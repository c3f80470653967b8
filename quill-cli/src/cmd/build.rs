use anyhow::Result;
use clap::{ArgMatches, Command};

use super::{add_root_arg, open_app};

pub fn make_subcommand() -> Command {
    add_root_arg(Command::new("build")).about("Regenerate the site tree from the stores")
}

pub fn execute(args: &ArgMatches) -> Result<()> {
    let mut app = open_app(args)?;
    app.build()?;

    let speed = app.get_analytics().get("build_speed").copied().unwrap_or(0);
    println!(
        "Site built in {:.1}ms at {}",
        speed as f64 / 1_000_000.0,
        app.site_dir().display()
    );

    Ok(())
}
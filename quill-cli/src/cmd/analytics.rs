use anyhow::Result;
use clap::{ArgMatches, Command};

use super::{add_root_arg, open_app};

pub fn make_subcommand() -> Command {
    add_root_arg(Command::new("analytics")).about("Print recorded operational metrics")
}

pub fn execute(args: &ArgMatches) -> Result<()> {
    let app = open_app(args)?;

    if app.get_analytics().is_empty() {
        println!("No metrics recorded yet");
        return Ok(());
    }

    for (key, value) in app.get_analytics() {
        println!("{}: {}", key, value);
    }

    Ok(())
}
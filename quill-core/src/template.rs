use std::collections::HashMap;
use std::path::Path;

use tera::{Context, Tera, Value};

#[derive(Debug)]
pub enum TemplateError {
    TeraError(tera::Error),
    IoError(std::io::Error),
}

impl From<tera::Error> for TemplateError {
    fn from(err: tera::Error) -> Self {
        TemplateError::TeraError(err)
    }
}

impl From<std::io::Error> for TemplateError {
    fn from(err: std::io::Error) -> Self {
        TemplateError::IoError(err)
    }
}

impl std::fmt::Display for TemplateError {
    fn fmt(&self, f: &mut std::fmt::Formatter<'_>) -> std::fmt::Result {
        match self {
            TemplateError::TeraError(e) => write!(f, "Template error: {}", e),
            TemplateError::IoError(e) => write!(f, "IO error: {}", e),
        }
    }
}

impl std::error::Error for TemplateError {}

/// Tera wrapper loading every `*.tera` file under the build-assets
/// directory. Template names keep the suffix (`post.html.tera`).
pub struct TemplateRenderer {
    tera: Tera,
}

impl TemplateRenderer {
    pub fn new(assets_dir: &Path) -> Result<Self, TemplateError> {
        let glob = format!("{}/**/*.tera", assets_dir.display());
        let mut tera = Tera::new(&glob)?;
        tera.register_function("color", color);

        Ok(Self { tera })
    }

    pub fn render(&self, template: &str, context: &Context) -> Result<String, TemplateError> {
        Ok(self.tera.render(template, context)?)
    }

    /// Render a template and write it to a file, creating parent dirs.
    pub fn render_to_file(
        &self,
        template: &str,
        context: &Context,
        output_path: &Path,
    ) -> Result<(), TemplateError> {
        let rendered = self.render(template, context)?;

        if let Some(parent) = output_path.parent() {
            std::fs::create_dir_all(parent)?;
        }
        std::fs::write(output_path, rendered)?;

        Ok(())
    }
}

/// Theme helper exposed to templates: `color(hex=site.color, alpha=0.25)`
/// expands a hex accent color into an `rgba(...)` CSS value.
fn color(args: &HashMap<String, Value>) -> tera::Result<Value> {
    let hex = args
        .get("hex")
        .and_then(|v| v.as_str())
        .ok_or_else(|| tera::Error::msg("color() needs a `hex` string argument"))?;
    let alpha = args.get("alpha").and_then(|v| v.as_f64()).unwrap_or(1.0);

    let (r, g, b) = unhex(hex).ok_or_else(|| {
        tera::Error::msg(format!("color(): `{}` is not an RGB hex string", hex))
    })?;

    Ok(Value::String(format!("rgba({}, {}, {}, {})", r, g, b, alpha)))
}

fn unhex(hex: &str) -> Option<(u8, u8, u8)> {
    let hex = hex.trim().trim_start_matches('#');
    if hex.len() != 6 {
        return None;
    }
    let channel = |i| u8::from_str_radix(&hex[i..i + 2], 16).ok();
    Some((channel(0)?, channel(2)?, channel(4)?))
}

#[cfg(test)]
mod tests {
    use super::*;

    #[test]
    fn test_unhex() {
        assert_eq!(unhex("#00bebe"), Some((0, 190, 190)));
        assert_eq!(unhex("ff0066"), Some((255, 0, 102)));
        assert_eq!(unhex("#short"), None);
        assert_eq!(unhex("#zzzzzz"), None);
    }

    #[test]
    fn test_color_function_renders_rgba() {
        let dir = tempfile::tempdir().unwrap();
        std::fs::write(
            dir.path().join("style.css.tera"),
            "a { color: {{ color(hex=accent, alpha=0.5) }}; }",
        )
        .unwrap();

        let renderer = TemplateRenderer::new(dir.path()).unwrap();
        let mut ctx = Context::new();
        ctx.insert("accent", "#00bebe");
        let css = renderer.render("style.css.tera", &ctx).unwrap();
        assert_eq!(css, "a { color: rgba(0, 190, 190, 0.5); }");
    }
}
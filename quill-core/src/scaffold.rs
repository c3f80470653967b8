use std::path::Path;

/// Default build assets bundled into the binary. `init` writes these out so
/// a fresh working directory can build without any hand-made theme.
const TEMPLATES: &[(&str, &str)] = &[
    ("style.css.tera", include_str!("../templates/style.css.tera")),
    ("page.html.tera", include_str!("../templates/page.html.tera")),
    ("post.html.tera", include_str!("../templates/post.html.tera")),
    ("news.html.tera", include_str!("../templates/news.html.tera")),
    ("rss.xml.tera", include_str!("../templates/rss.xml.tera")),
    ("manifest.json.tera", include_str!("../templates/manifest.json.tera")),
    ("admin/index.html", include_str!("../templates/admin/index.html")),
];

/// Seed record for the landing page, placed into `storage/pages`.
pub const INDEX_PAGE: &str = "link: index\nname: Home\n";

/// Write any missing default asset into `assets_dir`. Files the user has
/// already customized are left alone.
pub fn write_defaults(assets_dir: &Path) -> std::io::Result<()> {
    for (name, content) in TEMPLATES {
        let path = assets_dir.join(name);
        if path.exists() {
            continue;
        }
        if let Some(parent) = path.parent() {
            std::fs::create_dir_all(parent)?;
        }
        std::fs::write(path, content)?;
    }
    Ok(())
}

#[cfg(test)]
mod tests {
    use super::*;

    #[test]
    fn test_defaults_written_once() {
        let dir = tempfile::tempdir().unwrap();
        write_defaults(dir.path()).unwrap();
        assert!(dir.path().join("post.html.tera").exists());
        assert!(dir.path().join("admin/index.html").exists());

        // A customized template survives a re-init.
        std::fs::write(dir.path().join("post.html.tera"), "custom").unwrap();
        write_defaults(dir.path()).unwrap();
        assert_eq!(
            std::fs::read_to_string(dir.path().join("post.html.tera")).unwrap(),
            "custom"
        );
    }
}
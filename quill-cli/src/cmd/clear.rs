use anyhow::Result;
use clap::{ArgMatches, Command};

use super::{add_root_arg, open_app};

pub fn make_subcommand() -> Command {
    add_root_arg(Command::new("clear"))
        .about("Delete the generated site, the stores, and the build assets")
}

pub fn execute(args: &ArgMatches) -> Result<()> {
    let mut app = open_app(args)?;
    app.clear()?;

    println!("Cleared all persisted state");

    Ok(())
}
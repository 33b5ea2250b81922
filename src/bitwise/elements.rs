// Bit-level helpers shared by the wire codec and the report parser

/// Mask covering the low `bits` bits of a 16-bit word
/// Example: mask_u16(4) -> 0x000F, mask_u16(0) -> 0x0000
pub const fn mask_u16(bits: u8) -> u16 {
    if bits == 0 {
        0
    } else if bits >= 16 {
        u16::MAX
    } else {
        (1u16 << bits) - 1
    }
}

/// Extract `width` bits of `byte` starting at bit `shift` (bit 0 = LSB)
/// Example: bit_field(0b0011_1100, 2, 4) -> 0b1111
pub const fn bit_field(byte: u8, shift: u8, width: u8) -> u8 {
    ((byte as u16 >> shift) & mask_u16(width)) as u8
}

/// Test a single bit of `byte` (bit 0 = LSB)
pub const fn bit_flag(byte: u8, bit: u8) -> bool {
    (byte >> bit) & 0x01 != 0
}

/// Place the low `width` bits of `value` at bit `shift` of a 16-bit word
pub const fn place_u16(value: u16, shift: u8, width: u8) -> u16 {
    if width == 0 {
        return 0;
    }
    (value & mask_u16(width)) << shift
}

/// Inverse of [`place_u16`]
pub const fn take_u16(word: u16, shift: u8, width: u8) -> u16 {
    if width == 0 {
        return 0;
    }
    (word >> shift) & mask_u16(width)
}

→ Work task:
Copy from the entries above each line in which the string "filename" can be found.

→ Answer to this task:
filename quill-cli/src/cmd/build.rs
filename quill-cli/src/cmd/analytics.rs
filename quill-core/src/template.rs
filename quill-core/src/scaffold.rs
filename quill-cli/src/cmd/clear.rs
filename src/bitwise/elements.rs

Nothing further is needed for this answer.